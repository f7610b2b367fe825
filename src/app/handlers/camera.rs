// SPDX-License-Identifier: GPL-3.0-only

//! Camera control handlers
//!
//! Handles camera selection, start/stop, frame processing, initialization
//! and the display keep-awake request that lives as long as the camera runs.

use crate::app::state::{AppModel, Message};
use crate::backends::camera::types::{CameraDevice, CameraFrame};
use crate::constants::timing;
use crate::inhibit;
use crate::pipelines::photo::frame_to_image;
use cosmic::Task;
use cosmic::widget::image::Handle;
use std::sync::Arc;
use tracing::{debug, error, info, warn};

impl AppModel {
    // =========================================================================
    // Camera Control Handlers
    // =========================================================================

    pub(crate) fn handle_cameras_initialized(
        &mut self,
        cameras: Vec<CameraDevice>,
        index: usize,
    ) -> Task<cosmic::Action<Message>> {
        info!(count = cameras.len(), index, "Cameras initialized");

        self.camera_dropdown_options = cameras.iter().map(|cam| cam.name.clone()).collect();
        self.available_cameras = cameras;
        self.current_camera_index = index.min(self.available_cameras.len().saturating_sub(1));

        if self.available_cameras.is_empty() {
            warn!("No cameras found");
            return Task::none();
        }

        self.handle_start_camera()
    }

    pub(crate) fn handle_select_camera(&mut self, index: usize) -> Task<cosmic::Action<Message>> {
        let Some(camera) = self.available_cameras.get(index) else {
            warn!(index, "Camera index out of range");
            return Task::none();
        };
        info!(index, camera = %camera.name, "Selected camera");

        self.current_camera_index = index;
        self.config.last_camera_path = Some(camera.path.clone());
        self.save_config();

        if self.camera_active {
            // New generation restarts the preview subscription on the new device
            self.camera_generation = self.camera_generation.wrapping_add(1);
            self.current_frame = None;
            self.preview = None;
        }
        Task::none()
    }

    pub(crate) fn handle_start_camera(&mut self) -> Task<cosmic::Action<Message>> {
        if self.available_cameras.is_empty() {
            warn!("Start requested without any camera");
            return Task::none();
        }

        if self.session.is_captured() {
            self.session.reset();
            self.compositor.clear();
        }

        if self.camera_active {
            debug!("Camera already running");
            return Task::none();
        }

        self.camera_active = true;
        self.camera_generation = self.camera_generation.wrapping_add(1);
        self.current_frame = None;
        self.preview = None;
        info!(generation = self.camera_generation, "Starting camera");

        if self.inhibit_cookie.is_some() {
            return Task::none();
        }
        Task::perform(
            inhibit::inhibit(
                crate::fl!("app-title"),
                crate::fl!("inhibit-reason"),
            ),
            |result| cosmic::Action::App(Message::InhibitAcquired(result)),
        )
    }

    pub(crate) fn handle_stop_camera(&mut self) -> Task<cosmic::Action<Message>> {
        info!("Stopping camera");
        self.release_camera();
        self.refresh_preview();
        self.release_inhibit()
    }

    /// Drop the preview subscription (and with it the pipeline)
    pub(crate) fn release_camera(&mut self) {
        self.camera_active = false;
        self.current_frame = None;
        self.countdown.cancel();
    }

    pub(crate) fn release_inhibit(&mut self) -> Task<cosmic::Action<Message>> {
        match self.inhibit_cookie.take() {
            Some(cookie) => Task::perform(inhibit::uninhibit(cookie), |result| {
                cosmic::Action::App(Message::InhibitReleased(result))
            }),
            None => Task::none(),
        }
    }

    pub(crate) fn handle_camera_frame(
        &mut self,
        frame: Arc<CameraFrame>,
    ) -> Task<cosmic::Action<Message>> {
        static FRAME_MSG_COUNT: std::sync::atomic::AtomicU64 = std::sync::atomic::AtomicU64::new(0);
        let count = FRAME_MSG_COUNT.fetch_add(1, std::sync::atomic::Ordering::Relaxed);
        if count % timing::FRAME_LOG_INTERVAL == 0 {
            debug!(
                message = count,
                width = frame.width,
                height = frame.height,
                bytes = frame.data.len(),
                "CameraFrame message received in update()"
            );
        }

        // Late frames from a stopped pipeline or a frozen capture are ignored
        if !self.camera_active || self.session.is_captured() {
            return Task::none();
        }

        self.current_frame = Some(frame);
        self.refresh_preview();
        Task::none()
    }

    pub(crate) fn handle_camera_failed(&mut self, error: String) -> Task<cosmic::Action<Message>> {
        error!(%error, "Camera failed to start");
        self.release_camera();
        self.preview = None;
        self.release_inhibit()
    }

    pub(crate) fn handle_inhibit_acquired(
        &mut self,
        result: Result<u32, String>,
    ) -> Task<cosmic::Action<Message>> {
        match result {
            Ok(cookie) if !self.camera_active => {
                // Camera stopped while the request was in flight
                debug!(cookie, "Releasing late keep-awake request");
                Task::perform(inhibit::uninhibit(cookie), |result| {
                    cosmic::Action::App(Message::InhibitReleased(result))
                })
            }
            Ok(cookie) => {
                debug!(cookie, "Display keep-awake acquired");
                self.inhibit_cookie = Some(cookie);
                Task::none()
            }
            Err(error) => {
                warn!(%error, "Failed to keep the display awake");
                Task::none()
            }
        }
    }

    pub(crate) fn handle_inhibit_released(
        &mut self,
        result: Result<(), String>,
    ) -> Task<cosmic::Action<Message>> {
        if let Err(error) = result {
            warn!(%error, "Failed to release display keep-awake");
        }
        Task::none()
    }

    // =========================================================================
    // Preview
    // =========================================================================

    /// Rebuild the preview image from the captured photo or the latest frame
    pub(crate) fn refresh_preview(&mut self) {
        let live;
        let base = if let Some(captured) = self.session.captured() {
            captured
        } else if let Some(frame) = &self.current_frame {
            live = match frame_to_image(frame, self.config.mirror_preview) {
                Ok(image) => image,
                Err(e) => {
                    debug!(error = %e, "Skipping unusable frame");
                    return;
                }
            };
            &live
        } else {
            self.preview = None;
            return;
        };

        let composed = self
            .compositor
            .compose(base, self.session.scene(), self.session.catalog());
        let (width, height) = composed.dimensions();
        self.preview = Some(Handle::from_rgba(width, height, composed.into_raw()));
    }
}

────────────────────────────────────────

*Directions*
Would you repeat all of the entries exactly?

*Task result*
repository f7610b2b367fe825
filename src/app/handlers/camera.rs
// SPDX-License-Identifier: GPL-3.0-only

//! Camera control handlers
//!
//! Handles camera selection, start/stop, frame processing, initialization
//! and the display keep-awake request that lives as long as the camera runs.

use crate::app::state::{AppModel, Message};
use crate::backends::camera::types::{CameraDevice, CameraFrame};
use crate::constants::timing;
use crate::inhibit;
use crate::pipelines::photo::frame_to_image;
use cosmic::Task;
use cosmic::widget::image::Handle;
use std::sync::Arc;
use tracing::{debug, error, info, warn};

impl AppModel {
    // =========================================================================
    // Camera Control Handlers
    // =========================================================================

    pub(crate) fn handle_cameras_initialized(
        &mut self,
        cameras: Vec<CameraDevice>,
        index: usize,
    ) -> Task<cosmic::Action<Message>> {
        info!(count = cameras.len(), index, "Cameras initialized");

        self.camera_dropdown_options = cameras.iter().map(|cam| cam.name.clone()).collect();
        self.available_cameras = cameras;
        self.current_camera_index = index.min(self.available_cameras.len().saturating_sub(1));

        if self.available_cameras.is_empty() {
            warn!("No cameras found");
            return Task::none();
        }

        self.handle_start_camera()
    }

    pub(crate) fn handle_select_camera(&mut self, index: usize) -> Task<cosmic::Action<Message>> {
        let Some(camera) = self.available_cameras.get(index) else {
            warn!(index, "Camera index out of range");
            return Task::none();
        };
        info!(index, camera = %camera.name, "Selected camera");

        self.current_camera_index = index;
        self.config.last_camera_path = Some(camera.path.clone());
        self.save_config();

        if self.camera_active {
            // New generation restarts the preview subscription on the new device
            self.camera_generation = self.camera_generation.wrapping_add(1);
            self.current_frame = None;
            self.preview = None;
        }
        Task::none()
    }

    pub(crate) fn handle_start_camera(&mut self) -> Task<cosmic::Action<Message>> {
        if self.available_cameras.is_empty() {
            warn!("Start requested without any camera");
            return Task::none();
        }

        if self.session.is_captured() {
            self.session.reset();
            self.compositor.clear();
        }

        if self.camera_active {
            debug!("Camera already running");
            return Task::none();
        }

        self.camera_active = true;
        self.camera_generation = self.camera_generation.wrapping_add(1);
        self.current_frame = None;
        self.preview = None;
        info!(generation = self.camera_generation, "Starting camera");

        if self.inhibit_cookie.is_some() {
            return Task::none();
        }
        Task::perform(
            inhibit::inhibit(
                crate::fl!("app-title"),
                crate::fl!("inhibit-reason"),
            ),
            |result| cosmic::Action::App(Message::InhibitAcquired(result)),
        )
    }

    pub(crate) fn handle_stop_camera(&mut self) -> Task<cosmic::Action<Message>> {
        info!("Stopping camera");
        self.release_camera();
        self.refresh_preview();
        self.release_inhibit()
    }

    /// Drop the preview subscription (and with it the pipeline)
    pub(crate) fn release_camera(&mut self) {
        self.camera_active = false;
        self.current_frame = None;
        self.countdown.cancel();
    }

    pub(crate) fn release_inhibit(&mut self) -> Task<cosmic::Action<Message>> {
        match self.inhibit_cookie.take() {
            Some(cookie) => Task::perform(inhibit::uninhibit(cookie), |result| {
                cosmic::Action::App(Message::InhibitReleased(result))
            }),
            None => Task::none(),
        }
    }

    pub(crate) fn handle_camera_frame(
        &mut self,
        frame: Arc<CameraFrame>,
    ) -> Task<cosmic::Action<Message>> {
        static FRAME_MSG_COUNT: std::sync::atomic::AtomicU64 = std::sync::atomic::AtomicU64::new(0);
        let count = FRAME_MSG_COUNT.fetch_add(1, std::sync::atomic::Ordering::Relaxed);
        if count % timing::FRAME_LOG_INTERVAL == 0 {
            debug!(
                message = count,
                width = frame.width,
                height = frame.height,
                bytes = frame.data.len(),
                "CameraFrame message received in update()"
            );
        }

        // Late frames from a stopped pipeline or a frozen capture are ignored
        if !self.camera_active || self.session.is_captured() {
            return Task::none();
        }

        self.current_frame = Some(frame);
        self.refresh_preview();
        Task::none()
    }

    pub(crate) fn handle_camera_failed(&mut self, error: String) -> Task<cosmic::Action<Message>> {
        error!(%error, "Camera failed to start");
        self.release_camera();
        self.preview = None;
        self.release_inhibit()
    }

    pub(crate) fn handle_inhibit_acquired(
        &mut self,
        result: Result<u32, String>,
    ) -> Task<cosmic::Action<Message>> {
        match result {
            Ok(cookie) if !self.camera_active => {
                // Camera stopped while the request was in flight
                debug!(cookie, "Releasing late keep-awake request");
                Task::perform(inhibit::uninhibit(cookie), |result| {
                    cosmic::Action::App(Message::InhibitReleased(result))
                })
            }
            Ok(cookie) => {
                debug!(cookie, "Display keep-awake acquired");
                self.inhibit_cookie = Some(cookie);
                Task::none()
            }
            Err(error) => {
                warn!(%error, "Failed to keep the display awake");
                Task::none()
            }
        }
    }

    pub(crate) fn handle_inhibit_released(
        &mut self,
        result: Result<(), String>,
    ) -> Task<cosmic::Action<Message>> {
        if let Err(error) = result {
            warn!(%error, "Failed to release display keep-awake");
        }
        Task::none()
    }

    // =========================================================================
    // Preview
    // =========================================================================

    /// Rebuild the preview image from the captured photo or the latest frame
    pub(crate) fn refresh_preview(&mut self) {
        let live;
        let base = if let Some(captured) = self.session.captured() {
            captured
        } else if let Some(frame) = &self.current_frame {
            live = match frame_to_image(frame, self.config.mirror_preview) {
                Ok(image) => image,
                Err(e) => {
                    debug!(error = %e, "Skipping unusable frame");
                    return;
                }
            };
            &live
        } else {
            self.preview = None;
            return;
        };

        let composed = self
            .compositor
            .compose(base, self.session.scene(), self.session.catalog());
        let (width, height) = composed.dimensions();
        self.preview = Some(Handle::from_rgba(width, height, composed.into_raw()));
    }
}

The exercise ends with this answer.